Village in Friesland, Netherlands

Beetsterzwaag (Beetstersweach) is a village in the municipality of Opsterland in the east of Friesland in the Netherlands. It had a population of around 3,485 in January 2017. Beetsterzwaag is known for its estates and manor houses.

==History==
The village was first mentioned in 1315 as Suagh, and means "pasture with cattle belonging to Oud Beets". Beetsterzwaag developed on a sandy ridge from Oud Beets. In 1684, the village already contained four manor houses, and in the 19th century was described as "a kilometre of noble houses surrounded by parks and forests".

The Dutch Reformed church was built between 1803 and 1804 and was enlarged in the 20th century.

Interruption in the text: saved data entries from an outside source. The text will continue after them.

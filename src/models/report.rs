//! Aggregate performance report for a set of simulated outcomes.

use serde::{Deserialize, Serialize};

/// Performance statistics over a list of simulated returns.
///
/// Derived and recomputable; all fields are zero for an empty outcome set.
#[derive(Debug, Clone, PartialEq, Serialize, Deserialize)]
pub struct MetricsReport {
    /// Number of simulated outcomes
    pub total_trades: usize,

    /// Sum of all return percentages
    pub total_return_pct: f64,

    /// Mean return percentage
    pub avg_return_pct: f64,

    /// Fraction of outcomes with positive return (0.0 to 1.0)
    pub win_rate: f64,

    /// Annualized Sharpe ratio: mean / sample stdev * sqrt(252).
    ///
    /// Each simulated return is treated as a daily observation regardless of
    /// the actual holding period, so the figure is only comparable across
    /// runs using this same convention.
    pub sharpe_ratio: f64,

    /// Maximum peak-to-trough decline of the additive cumulative return
    /// curve, in percentage points
    pub max_drawdown_pct: f64,

    /// Best single return percentage
    pub best_trade_pct: f64,

    /// Worst single return percentage
    pub worst_trade_pct: f64,

    /// Gross profit / gross loss. `f64::INFINITY` when there are wins and no
    /// losses; does not survive a JSON round trip in that case.
    pub profit_factor: f64,

    /// Mean winning return percentage
    pub avg_win_pct: f64,

    /// Mean losing return percentage (negative)
    pub avg_loss_pct: f64,

    /// Number of winning outcomes
    pub win_count: usize,

    /// Number of losing outcomes
    pub loss_count: usize,
}

impl MetricsReport {
    /// All-zero report for an empty outcome set.
    pub fn empty() -> Self {
        Self {
            total_trades: 0,
            total_return_pct: 0.0,
            avg_return_pct: 0.0,
            win_rate: 0.0,
            sharpe_ratio: 0.0,
            max_drawdown_pct: 0.0,
            best_trade_pct: 0.0,
            worst_trade_pct: 0.0,
            profit_factor: 0.0,
            avg_win_pct: 0.0,
            avg_loss_pct: 0.0,
            win_count: 0,
            loss_count: 0,
        }
    }
}

impl Default for MetricsReport {
    fn default() -> Self {
        Self::empty()
    }
}

impl std::fmt::Display for MetricsReport {
    fn fmt(&self, f: &mut std::fmt::Formatter<'_>) -> std::fmt::Result {
        writeln!(f, "--- Trades ---")?;
        writeln!(f, "Total:        {}", self.total_trades)?;
        writeln!(
            f,
            "Winners:      {} ({:.1}%)",
            self.win_count,
            self.win_rate * 100.0
        )?;
        writeln!(f, "Losers:       {}", self.loss_count)?;
        writeln!(f, "Avg Win:      {:.2}%", self.avg_win_pct)?;
        writeln!(f, "Avg Loss:     {:.2}%", self.avg_loss_pct)?;
        if self.profit_factor.is_infinite() {
            writeln!(f, "Profit Factor: inf")?;
        } else {
            writeln!(f, "Profit Factor: {:.2}", self.profit_factor)?;
        }
        writeln!(f)?;
        writeln!(f, "--- Returns ---")?;
        writeln!(f, "Total Return: {:.2}%", self.total_return_pct)?;
        writeln!(f, "Avg Return:   {:.2}%", self.avg_return_pct)?;
        writeln!(f, "Best Trade:   {:.2}%", self.best_trade_pct)?;
        writeln!(f, "Worst Trade:  {:.2}%", self.worst_trade_pct)?;
        writeln!(f)?;
        writeln!(f, "--- Risk ---")?;
        writeln!(f, "Sharpe Ratio: {:.2}", self.sharpe_ratio)?;
        writeln!(f, "Max Drawdown: {:.2}%", self.max_drawdown_pct)?;
        Ok(())
    }
}
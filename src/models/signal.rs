//! Trading signal fused from one ticker's recent disclosures.

use serde::{Deserialize, Serialize};

use super::disclosure::DisclosedTrade;

/// Direction of a fused signal.
#[derive(Debug, Clone, Copy, PartialEq, Eq, Serialize, Deserialize)]
#[serde(rename_all = "UPPERCASE")]
pub enum SignalDirection {
    Buy,
    Sell,
    Hold,
}

impl SignalDirection {
    pub fn as_str(&self) -> &'static str {
        match self {
            SignalDirection::Buy => "BUY",
            SignalDirection::Sell => "SELL",
            SignalDirection::Hold => "HOLD",
        }
    }

    pub fn is_actionable(&self) -> bool {
        !matches!(self, SignalDirection::Hold)
    }
}

/// A directional signal for one ticker with its supporting evidence.
///
/// Confidence is only meaningful relative to the fusion method that produced
/// the signal; values from different methods are not comparable without
/// renormalization.
#[derive(Debug, Clone, Serialize, Deserialize)]
pub struct TradeSignal {
    /// Stock ticker symbol
    pub ticker: String,

    /// Fused direction
    pub direction: SignalDirection,

    /// Confidence score (0.0 to 1.0)
    pub confidence: f64,

    /// Disclosures agreeing with the signal direction
    pub supporting_trades: Vec<DisclosedTrade>,

    /// Disclosures opposing the signal direction
    pub conflicting_trades: Vec<DisclosedTrade>,

    /// Human-readable explanation of the decision
    pub reason: String,
}

impl TradeSignal {
    /// A zero-confidence HOLD with the given explanation.
    pub fn hold(ticker: &str, conflicting: Vec<DisclosedTrade>, reason: impl Into<String>) -> Self {
        Self {
            ticker: ticker.to_string(),
            direction: SignalDirection::Hold,
            confidence: 0.0,
            supporting_trades: Vec::new(),
            conflicting_trades: conflicting,
            reason: reason.into(),
        }
    }
}
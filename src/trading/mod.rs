//! Trading logic: trade-selection strategies, signal fusion, risk control.

mod config;
mod risk;
mod signals;
mod strategy;

pub use config::FusionConfig;
pub use risk::{ExitDecision, RiskConfig, RiskManager, TradeValidation};
pub use signals::{DisclosureStore, FusionMethod, SignalGenerator, SignalSink};
pub use strategy::{policy_by_name, FollowAll, LargeTrades, StrategyPolicy, TopPerformers};
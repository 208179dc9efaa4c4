//! Query orchestration: cache lookup, source fan-out, result assembly

use crate::cache::PriceCache;
use crate::config::Config;
use crate::discogs::{DiscogsClient, DiscogsResult};
use crate::ebay::{EbayResult, EbayScraper};
use crate::popsike::{PopsikeResult, PopsikeScraper};
use chrono::Local;
use serde::{Deserialize, Serialize};

/// Consolidated pricing data for one search query.
///
/// Each source field is `None` when that source failed or found
/// nothing; the envelope itself is always populated.
#[derive(Debug, Clone, PartialEq, Serialize, Deserialize)]
pub struct AggregateResult {
    pub query: String,
    pub discogs: Option<DiscogsResult>,
    pub ebay: Option<EbayResult>,
    pub popsike: Option<PopsikeResult>,
    pub timestamp: String,
}

/// Fans a query out to all pricing sources behind the TTL cache
pub struct Aggregator {
    cache: PriceCache,
    discogs: DiscogsClient,
    ebay: EbayScraper,
    popsike: PopsikeScraper,
}

impl Aggregator {
    pub fn new(config: &Config) -> Self {
        Self {
            cache: PriceCache::new(config.cache_file.clone(), config.cache_ttl),
            discogs: DiscogsClient::new(config),
            ebay: EbayScraper::new(config),
            popsike: PopsikeScraper::new(config),
        }
    }

    /// Resolve a query into a consolidated pricing result.
    ///
    /// A fresh cached result is returned unchanged. Otherwise the three
    /// sources are queried concurrently and whatever they return is
    /// assembled into the envelope. Results with at least one populated
    /// source are cached; all-absent results are not, so a transient
    /// outage is retried on the next call instead of pinned for the
    /// whole TTL window.
    pub async fn resolve(&self, query: &str) -> AggregateResult {
        if let Some(cached) = self.cache.get(query) {
            return cached;
        }

        let (discogs, ebay, popsike) = tokio::join!(
            self.discogs.lookup(query),
            self.ebay.search(query),
            self.popsike.search(query),
        );

        let result = AggregateResult {
            query: query.to_string(),
            discogs,
            ebay,
            popsike,
            timestamp: Local::now().format("%Y-%m-%d %H:%M").to_string(),
        };

        if result.discogs.is_some() || result.ebay.is_some() || result.popsike.is_some() {
            self.cache.put(query, &result);
        }

        result
    }
}

#[cfg(test)]
#[path = "aggregator_tests.rs"]
mod tests;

Harinxma State was built in 1841 by grietman (mayor) van Harinxma thoe Slooten. It has a large park dating from 1845. It was modernised and extended in 1931.

Lauswolt was bought in 1826 and turned into a manor house in 1868. It was enlarged many times, and in 1954 was transformed into a five-star hotel. The restaurant had a Michelin Star between 2001 and 2006, and regained its star in 2020.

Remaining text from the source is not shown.